Araucaria mirabilis

Araucaria mirabilis Temporal range: Jurassic-Late Jurassic, 164.7–155.7  Ma PreꞒ Ꞓ O S D C P T J K Pg N
Fossilized branch and cones of Araucaria mirabilis from Cerro Cuadrado, Patagonia, Argentina
Petrified Araucaria mirabilis cones from the Paläontologisches Museum München
Scientific classification
Kingdom:	Plantae
Clade:	Tracheophytes
Clade:	Gymnospermae
Division:	Pinophyta
Class:	Pinopsida
Order:	Araucariales
Family:	Araucariaceae
Genus:	Araucaria
Species:	†A. mirabilis
Binomial name
†Araucaria mirabilis (Spegazzini) Windhausen (1924)
Location of the Cerro Cuadrado Petrified Forest in Patagonia, Argentina
Synonyms [1] [2]
Araucaria windhauseni Gothan Araucarites mirabilisSpegazzini Proaraucaria elongata Wieland Proaraucaria mirabilis(Speg.) Wieland Proaraucaria mirabilis var. minima Wieland Proaraucaria patagonica Wieland

Araucaria mirabilis is an extinct species of coniferous tree from Patagonia, Argentina. It belongs to the genus Araucaria .

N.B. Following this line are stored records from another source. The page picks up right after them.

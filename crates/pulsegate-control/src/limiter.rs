//! Per-channel command rate limiter
//!
//! Pure decision logic: the caller supplies the current time, so behaviour is
//! fully deterministic and the limiter never touches a clock or does I/O.

use std::time::Duration;

use pulsegate_common::Channel;
use tokio::time::Instant;

/// Minimum spacing between accepted commands, tracked per channel
#[derive(Debug, Clone)]
pub struct ChannelRateLimiter {
    interval: Duration,
    /// Last accepted command per channel, `None` until the first one
    last_send: [Option<Instant>; 2],
}

impl ChannelRateLimiter {
    pub fn new(interval: Duration) -> Self {
        Self {
            interval,
            last_send: [None; 2],
        }
    }

    pub fn interval(&self) -> Duration {
        self.interval
    }

    /// Accept a command for `channel` at `now` if the interval has elapsed.
    ///
    /// On accept the channel's last-send time moves to `now`; on reject the
    /// state is left untouched.
    pub fn try_accept(&mut self, channel: Channel, now: Instant) -> bool {
        let slot = &mut self.last_send[channel.index()];
        match *slot {
            Some(last) if now.saturating_duration_since(last) < self.interval => false,
            last => {
                // Keep timestamps monotonic even if callers pass an older `now`
                *slot = Some(last.map_or(now, |last| last.max(now)));
                true
            }
        }
    }

    /// Last accepted command time for a channel
    pub fn last_send(&self, channel: Channel) -> Option<Instant> {
        self.last_send[channel.index()]
    }

    /// Whether no command has been accepted for `channel` within the interval
    pub fn is_idle(&self, channel: Channel, now: Instant) -> bool {
        match self.last_send[channel.index()] {
            Some(last) => now.saturating_duration_since(last) >= self.interval,
            None => true,
        }
    }
}

#[cfg(test)]
mod tests {
    use super::*;
    use proptest::prelude::*;

    fn limiter() -> ChannelRateLimiter {
        ChannelRateLimiter::new(Duration::from_millis(500))
    }

    #[test]
    fn test_first_command_accepted() {
        let mut limiter = limiter();
        let now = Instant::now();
        assert!(limiter.last_send(Channel::A).is_none());
        assert!(limiter.try_accept(Channel::A, now));
        assert_eq!(limiter.last_send(Channel::A), Some(now));
    }

    #[test]
    fn test_reject_within_interval() {
        let mut limiter = limiter();
        let t0 = Instant::now();
        assert!(limiter.try_accept(Channel::A, t0));
        assert!(!limiter.try_accept(Channel::A, t0 + Duration::from_millis(200)));
        assert!(!limiter.try_accept(Channel::A, t0 + Duration::from_millis(499)));
        // Rejections leave the timestamp alone
        assert_eq!(limiter.last_send(Channel::A), Some(t0));
    }

    #[test]
    fn test_accept_at_exact_boundary() {
        let mut limiter = limiter();
        let t0 = Instant::now();
        assert!(limiter.try_accept(Channel::B, t0));
        let t1 = t0 + Duration::from_millis(500);
        assert!(limiter.try_accept(Channel::B, t1));
        assert_eq!(limiter.last_send(Channel::B), Some(t1));
    }

    #[test]
    fn test_channels_are_independent() {
        let mut limiter = limiter();
        let t0 = Instant::now();
        assert!(limiter.try_accept(Channel::A, t0));
        assert!(limiter.try_accept(Channel::B, t0 + Duration::from_millis(10)));
        assert!(!limiter.try_accept(Channel::A, t0 + Duration::from_millis(20)));
    }

    #[test]
    fn test_earlier_time_never_moves_timestamp_back() {
        let mut limiter = limiter();
        let t0 = Instant::now() + Duration::from_secs(10);
        assert!(limiter.try_accept(Channel::A, t0));
        assert!(!limiter.try_accept(Channel::A, t0 - Duration::from_secs(5)));
        assert_eq!(limiter.last_send(Channel::A), Some(t0));
    }

    #[test]
    fn test_idle_tracking() {
        let mut limiter = limiter();
        let t0 = Instant::now();
        assert!(limiter.is_idle(Channel::A, t0));

        limiter.try_accept(Channel::A, t0);
        assert!(!limiter.is_idle(Channel::A, t0 + Duration::from_millis(100)));
        assert!(limiter.is_idle(Channel::A, t0 + Duration::from_millis(500)));
        assert!(limiter.is_idle(Channel::B, t0));
    }

    #[test]
    fn test_zero_interval_accepts_everything() {
        let mut limiter = ChannelRateLimiter::new(Duration::ZERO);
        let t0 = Instant::now();
        assert!(limiter.try_accept(Channel::A, t0));
        assert!(limiter.try_accept(Channel::A, t0));
    }

    fn channel_of(is_b: bool) -> Channel {
        if is_b { Channel::B } else { Channel::A }
    }

    fn check_sequence(interval_ms: u64, events: &[(bool, u64)]) -> Result<(), TestCaseError> {
        let interval = Duration::from_millis(interval_ms);
        let mut limiter = ChannelRateLimiter::new(interval);
        let base = Instant::now();

        for &(is_b, offset_ms) in events {
            let channel = channel_of(is_b);
            let now = base + Duration::from_millis(offset_ms);
            let before = [limiter.last_send(Channel::A), limiter.last_send(Channel::B)];
            let prev = before[channel.index()];

            if limiter.try_accept(channel, now) {
                if let Some(prev) = prev {
                    prop_assert!(now >= prev + interval);
                }
                prop_assert_eq!(limiter.last_send(channel), Some(now));
                let other = channel_of(!is_b);
                prop_assert_eq!(limiter.last_send(other), before[other.index()]);
            } else {
                prop_assert_eq!(
                    [limiter.last_send(Channel::A), limiter.last_send(Channel::B)],
                    before
                );
            }

            if let (Some(prev), Some(last)) = (prev, limiter.last_send(channel)) {
                prop_assert!(last >= prev);
            }
        }
        Ok(())
    }

    proptest! {
        #[test]
        fn prop_accepted_commands_respect_interval(
            interval_ms in 1u64..1000,
            events in prop::collection::vec((any::<bool>(), 0u64..5000), 0..64),
        ) {
            check_sequence(interval_ms, &events)?;
        }

        #[test]
        fn prop_monotone_stream_respects_interval(
            interval_ms in 1u64..1000,
            mut events in prop::collection::vec((any::<bool>(), 0u64..5000), 0..64),
        ) {
            events.sort_by_key(|&(_, offset_ms)| offset_ms);
            check_sequence(interval_ms, &events)?;
        }
    }
}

A. mirabilis are known from large amounts of very well preserved silicified wood and cones from the Cerro Cuadrado Petrified Forest, including tree trunks that reached 100 m (330 ft) in height in life. The site was buried by a volcanic eruption during the Middle Jurassic, approximately 160 million years ago.

Discovery

Fossils of Araucaria mirabilis are found in great abundance in the Cerro Cuadrado Petrified Forest of Patagonia, Argentina. ^{[3] [4]} They were the dominant species of a forest buried by a volcanic eruption about 160 million years ago. ^[5]

The petrified forests of A. mirabilis were first discovered in 1919 by the German-Argentinean botanist Anselmo Windhausen. Noting that petrified cones were being kept as souvenirs by local farmers in the area, he explored the region and discovered the site of the petrified forests in 1923. He sent the specimens he collected to the German botanist Walther Gothan in Berlin in 1924. Gothan named them Araucaria windhauseni in honor of Windhausen in 1925. ^[2]

However, the Italian-Argentinean botanist Carlo Luigi Spegazzini had also acquired specimens from the petrified forest from various sources. He tentatively identified the specimens as Araucarites mirabilis in 1924. ^[2]

An American paleontological expedition led by Elmer S. Riggs (1923–1924) of the Field Museum of Natural History also discovered the petrified forests. The numerous specimens Riggs collected (who identified them as Araucaria) were later described by the American paleontologist and paleobotanist George Reber Wieland as Proaraucaria elongata (1929), Proaraucaria mirabilis (1935), and Proaraucaria patagonica (1935). Wieland and Gothan interpreted the absence of separate petrified seeds as evidence that the cones did not shed their scales at the final growth year. This was originally stated by Wieland as a justification for its classification under a new genus Proaraucaria. ^[2]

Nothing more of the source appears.